We find panels full of experts on all issues like politics, economics, defence, and health on every news channel these days. They are loud, and not ready to listen to arguments, they don’t believe in facts and they quote myth. They lack basic general knowledge most of the time but pretend to know everything. We are often bewildered that when we saw this person earlier, she/he was a defence analyst not a psephologist like today.
Unfortunately, those with the loudest voices often have the most confidence but little competence. What are the odds that they are experts in all of these, let alone one of them? How on earth can they quote fake WhatsApp forwards or dubious portals? Where do they get such confidence from? They suffer from the Dunning-Kruger effect.

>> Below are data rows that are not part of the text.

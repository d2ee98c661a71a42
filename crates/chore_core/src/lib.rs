//! Core domain logic for the kid chore tracker.
//! This crate is the single source of truth for record invariants.

pub mod config;
pub mod db;
pub mod logging;
pub mod model;
pub mod screen;
pub mod store;

pub use config::TrackerConfig;
pub use logging::{default_log_level, init_logging, logging_status};
pub use model::setup::{
    Assignment, Chore, ChoreId, Completion, Kid, KidId, SetupRecord, DEFAULT_REWARD_GOAL,
};
pub use screen::checklist::{ChecklistScreen, ChoreProgress, IncrementOutcome, COMPLETION_PULSE};
pub use screen::landing::{landing_page, LandingPage, NavLink, Screen};
pub use screen::setup::{AssignedChore, SetupScreen};
pub use store::gateway::{SetupGateway, SETUP_STORAGE_KEY};
pub use store::memory::MemoryStorage;
pub use store::sqlite::SqliteStorage;
pub use store::{StorageBackend, StoreError, StoreResult};

/// Minimal health-check API for host integration.
pub fn ping() -> &'static str {
    "pong"
}

/// Returns the core crate version.
pub fn core_version() -> &'static str {
    env!("CARGO_PKG_VERSION")
}
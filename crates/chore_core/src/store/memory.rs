//! In-memory storage backend.

use super::{StorageBackend, StoreError, StoreResult};
use std::cell::{Cell, RefCell};
use std::collections::HashMap;

/// Process-local key/value map.
///
/// Screens can share one instance by reference to model several views over
/// the same storage namespace.
#[derive(Debug)]
pub struct MemoryStorage {
    entries: RefCell<HashMap<String, String>>,
    writable: Cell<bool>,
}

impl Default for MemoryStorage {
    fn default() -> Self {
        Self {
            entries: RefCell::new(HashMap::new()),
            writable: Cell::new(true),
        }
    }
}

impl MemoryStorage {
    pub fn new() -> Self {
        Self::default()
    }

    /// Toggles write availability, e.g. to emulate an exhausted quota.
    pub fn set_writable(&self, writable: bool) {
        self.writable.set(writable);
    }

    /// Stores a raw value, bypassing the writable flag.
    pub fn insert_raw(&self, key: impl Into<String>, value: impl Into<String>) {
        self.entries.borrow_mut().insert(key.into(), value.into());
    }

    pub fn raw(&self, key: &str) -> Option<String> {
        self.entries.borrow().get(key).cloned()
    }
}

impl StorageBackend for MemoryStorage {
    fn read(&self, key: &str) -> StoreResult<Option<String>> {
        Ok(self.raw(key))
    }

    fn write(&self, key: &str, value: &str) -> StoreResult<()> {
        if !self.writable.get() {
            return Err(StoreError::Unavailable("memory storage is read-only".to_string()));
        }
        self.insert_raw(key, value);
        Ok(())
    }
}
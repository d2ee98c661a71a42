//! Connection bootstrap for the storage database.
//!
//! # Invariants
//! - Returned connections have migrations fully applied.
//! - Every open attempt emits one terminal `db_open` event.

use super::migrations::apply_migrations;
use super::{DbError, DbResult};
use log::{error, info};
use rusqlite::Connection;
use std::path::Path;
use std::time::{Duration, Instant};

/// Opens (or creates) a storage database file and applies pending migrations.
pub fn open_db(path: impl AsRef<Path>) -> DbResult<Connection> {
    open_with("file", || Connection::open(path))
}

/// Opens an in-memory storage database with migrations applied.
///
/// The data disappears when the connection drops.
pub fn open_db_in_memory() -> DbResult<Connection> {
    open_with("memory", Connection::open_in_memory)
}

fn open_with(
    mode: &'static str,
    connect: impl FnOnce() -> rusqlite::Result<Connection>,
) -> DbResult<Connection> {
    let started_at = Instant::now();
    info!("event=db_open module=db status=start mode={mode}");

    let result = connect()
        .map_err(DbError::from)
        .and_then(|mut conn| bootstrap_connection(&mut conn).map(|()| conn));

    match &result {
        Ok(_) => info!(
            "event=db_open module=db status=ok mode={mode} duration_ms={}",
            started_at.elapsed().as_millis()
        ),
        Err(err) => error!(
            "event=db_open module=db status=error mode={mode} duration_ms={} error={}",
            started_at.elapsed().as_millis(),
            err
        ),
    }
    result
}

fn bootstrap_connection(conn: &mut Connection) -> DbResult<()> {
    conn.busy_timeout(Duration::from_secs(5))?;
    apply_migrations(conn)?;
    Ok(())
}
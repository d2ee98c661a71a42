//! Screen state machines.
//!
//! # Responsibility
//! - Hold per-screen in-memory state and transient UI state.
//! - Apply user operations and persist through `SetupGateway`.
//!
//! # Invariants
//! - Screens never access storage except through the gateway.
//! - Each screen owns the fields it mutates and re-reads the rest before saving.

pub mod checklist;
pub mod landing;
pub mod setup;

The Dunning Kruger effect is a cognitive bias in which individuals are prone to misjudge their abilities. They assess their cognitive ability greater than it is truly. To simply put it, individuals who are the least competent at a task often incorrectly rate themselves as high-performing even when they lack particular knowledge or expertise in that field. This was coined in 1999 by then-Cornell psychologists David Dunning and Justin Kruger.

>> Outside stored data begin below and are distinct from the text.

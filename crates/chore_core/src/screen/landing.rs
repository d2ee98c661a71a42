//! Landing page and navigation between screens.

pub const APP_TITLE: &str = "Kid Chore Tracker";
pub const APP_TAGLINE: &str = "Friendly chore tracker for families";

/// The three navigable views.
#[derive(Debug, Clone, Copy, PartialEq, Eq)]
pub enum Screen {
    Home,
    Setup,
    Checklist,
}

impl Screen {
    pub fn route(self) -> &'static str {
        match self {
            Self::Home => "/",
            Self::Setup => "/setup",
            Self::Checklist => "/checklist",
        }
    }

    pub fn title(self) -> &'static str {
        match self {
            Self::Home => APP_TITLE,
            Self::Setup => "Parent Setup",
            Self::Checklist => "Checklist",
        }
    }

    /// Resolves a route path; a trailing slash is tolerated.
    pub fn from_route(path: &str) -> Option<Self> {
        match path.trim().trim_end_matches('/') {
            "" => Some(Self::Home),
            "/setup" => Some(Self::Setup),
            "/checklist" => Some(Self::Checklist),
            _ => None,
        }
    }

    /// Cross-link shown in the screen header.
    pub fn header_link(self) -> Option<NavLink> {
        match self {
            Self::Home => None,
            Self::Setup => Some(NavLink::new("Go to Checklist →", Self::Checklist)),
            Self::Checklist => Some(NavLink::new("← Back to Setup", Self::Setup)),
        }
    }
}

/// A labelled hyperlink to another screen.
#[derive(Debug, Clone, PartialEq, Eq)]
pub struct NavLink {
    pub label: &'static str,
    pub target: Screen,
}

impl NavLink {
    const fn new(label: &'static str, target: Screen) -> Self {
        Self { label, target }
    }

    pub fn href(&self) -> &'static str {
        self.target.route()
    }
}

/// Static landing content.
#[derive(Debug, Clone, PartialEq, Eq)]
pub struct LandingPage {
    pub title: &'static str,
    pub tagline: &'static str,
    pub links: Vec<NavLink>,
}

pub fn landing_page() -> LandingPage {
    LandingPage {
        title: APP_TITLE,
        tagline: APP_TAGLINE,
        links: vec![
            NavLink::new("Parent Setup →", Screen::Setup),
            NavLink::new("Checklist →", Screen::Checklist),
        ],
    }
}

The researchers found that incompetent people are not only poor performers, but are also unable to accurately assess and recognize the quality of their work. This is the reason why students who earn low scores on exams sometimes feel that they deserved a much higher score. They overestimate their knowledge and ability and are incapable of seeing the poorness of their performance as they are high on ‘Mount Stupid’. As Charles Darwin wrote in his book The Descent of Man, “Ignorance more frequently begets confidence than does knowledge.”
The Dunning-Kruger effect is not synonymous with low IQ. The reality is that everyone is susceptible to this phenomenon, and in fact, most of us probably experience it. People who are genuine experts in one area may mistakenly believe that their intelligence and knowledge carries over into other areas in which they are less familiar. For example, take this interesting recent case that shows how the same people tend to be “all-round experts” in India.
Kasturirangan is the former head of ISRO. Yet, he was head of an environmental panel on the Western Ghats that came out with a disastrous report under UPA. Recently, he headed the panel which came out with this equally disastrous New Education Policy. UPA was unhappy with the Gadgil Committee report on the Western Ghats because it absolutely forbids mining there.
UPA’s Financiers were totally against this. So UPA decided not to release the Gadgil report and instead appointed the Kasturirangan committee on the Western Ghats. To please congress and its allies, Kasturirangan limited protected areas of the Western Ghats to a mere 37% of the original Western Ghat area. Congress and the mining lobby were happy but the Western Ghats and India were subsequently destroyed.
On the other hand, Dunning and Kruger found that those at the high end of the competence spectrum did hold more realistic views of their knowledge and capabilities. However, these experts tended to underestimate their abilities relative to how others did. The problem, in this case, is not that experts are prone to self-doubt, it’s that they tend to believe that everyone else is knowledgeable as well. These people are lost in the Valley of despair in the context of their abilities, knowledge, and skills so they do not feel like refuting any bogus claims or facts.
Dunning and Kruger suggest that as experience on a topic increases, confidence typically declines to more realistic levels. This is their journey from the Slope of Enlightenment to the Plateau of Sustainability. As people learn more about the topic of interest, they begin to recognize their lack of knowledge and ability. Then as people gain more information and become experts on a topic, their confidence levels begin to improve once again.
We are well aware that we have very few experts and geniuses who are on the plateau of sustainability and they cannot deal with all the fraud experts who are ubiquitous on every social media platform. Thus, in the interest of democracy and to safeguard our advancement, we have to reverse the Dunning-Kruger effect. This means we elevate those in the Valley of Despair to the same level as those at ‘Mount Stupid’. If this happens, maybe people would gain a better understanding of all basic issues and science and technology and they can elect a better representative for them.